Vlad Metrik, co-chair of the Student Environmental Center, feels that the current rise in environmental health concerns and media coverage of global warming illustrates the urgency to address some of those topics that will be covered by discussion groups and speakers.
“We’re seeing what we can tangibly do on campus,” Metrik said. “The goal of the campaign is to ideally have this campus be an exemplary role model to the world for what it means to be carbon neutral.”
According to Metrik, the Summit serves as a forum where students and the university can collaborate with the city to unite and share ideas on how to improve the sustainability of the campus.
“Everything that’s happening is within this divide between town and gown,” Metrik said. “This is the one chance that students put on an event that faculty, staff, and city members can have a say to make the next steps to form a vision to solve everyone’s problems. In the years to come this topic will be addressed more and more where more outreach will be given to the city.”
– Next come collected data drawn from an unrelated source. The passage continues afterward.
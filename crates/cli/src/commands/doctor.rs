//! `groupwarden doctor` — Diagnose configuration and connectivity.

use groupwarden_client::MealieClient;
use groupwarden_config::{AppConfig, ConfigError};
use groupwarden_core::GroupGateway;

pub async fn run(loaded: Result<AppConfig, ConfigError>) -> Result<(), Box<dyn std::error::Error>> {
    println!("🩺 GroupWarden Doctor");
    println!("=====================\n");

    let mut issues = 0;

    let config = match loaded {
        Ok(config) => {
            println!("  ✅ Configuration valid");
            config
        }
        Err(e) => {
            println!("  ❌ Configuration invalid: {e}");
            return Err(format!("1 issue found: {e}").into());
        }
    };

    if config.require_api_key().is_err() {
        println!("  ❌ No API key — set MEALIE_API_KEY or mealie.api_key");
        return Err("1 issue found: missing API key".into());
    }
    println!("  ✅ API key configured");

    let client = MealieClient::from_config(&config)?;

    match client.self_group().await {
        Ok(own) => {
            println!("  ✅ Reached {} (caller's group: {})", client.base_url(), own.name);
            match client.list_groups().await {
                Ok(groups) => {
                    println!("  ✅ Admin group listing works ({} groups)", groups.len());
                    if groups.iter().any(|g| g.name == own.name) {
                        println!("  ✅ Caller's group is present in the group listing");
                    } else {
                        println!("  ❌ Caller's group '{}' is missing from the group listing", own.name);
                        issues += 1;
                    }
                }
                Err(e) => {
                    println!("  ❌ Listing groups failed: {e}");
                    issues += 1;
                }
            }
        }
        Err(e) => {
            println!("  ❌ Could not reach {}: {e}", client.base_url());
            issues += 1;
        }
    }

    println!();
    if issues == 0 {
        println!("  🎉 All checks passed!");
        Ok(())
    } else {
        println!("  ⚠️  {issues} issue(s) found. See above for details.");
        Err(format!("{issues} issue(s) found").into())
    }
}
Guest speakers will include Acting Chancellor George Blumenthal, California Assemblymember John Laird (D-Santa Cruz), City Councilmember Cynthia Matthews, UCOP Sustainability Specialist Matthew St. Claire, UC Santa Cruz student leaders, and keynote speaker alumna Melissa Nelson.
Carly Galarneau, one of the organizers of the 2006 Campus Earth Summit, told City on a Hill Press (CHP) that the Summit has grown quite a bit since its creation six years ago.
“It has gone from being a marginal student activist movement to working with administrators,” Galarneau said. “Now they want to work together, so it is much more collaborative than it once was. Actual change is taking place that is getting everyone to be on the same page about policy so that it can be implemented.”
Galarneau explained that university policy has been implemented based on the involvement of its students. UCSC’s Food Systems Working Group achieved its goal of encouraging campus dining facilities to provide organic foods, which now constitute 20 percent of food served. They are currently writing a sustainability policy for the entire UC system.
The importance of food choices – where it comes from and the way it is prepared, stored and transported – will be covered in Nelson’s presentation, “Returning to Our Food Sheds: Practical Sustainability through Place and Taste.”
“Food is the link between the environment’s health and human health,” Nelson said. “We need to step out of the agro-ecological business cycle, and into the local food shed… basically getting more community gardens and giving people the skills to grow local resources even in their own backyard or back patio.”
Nelson elaborated that UCSC is a microcosm that can start making local changes for practical sustainability, and said she is excited to be able to come back to the campus where she earned her degree in Integrated Ecology to share what knowledge she has gained since graduating.
Aurora Winslade, one of the creators of the Earth Summit, said that the event provides a chance for everyone to get together and discover what actions are necessary to solve the issues at hand.
“If we can learn as students how to shift our university into a sustainably-run institution, we can take those skills out into the governments or businesses,” Winslade said. “Which is absolutely needed [given] the crises that we are in today.”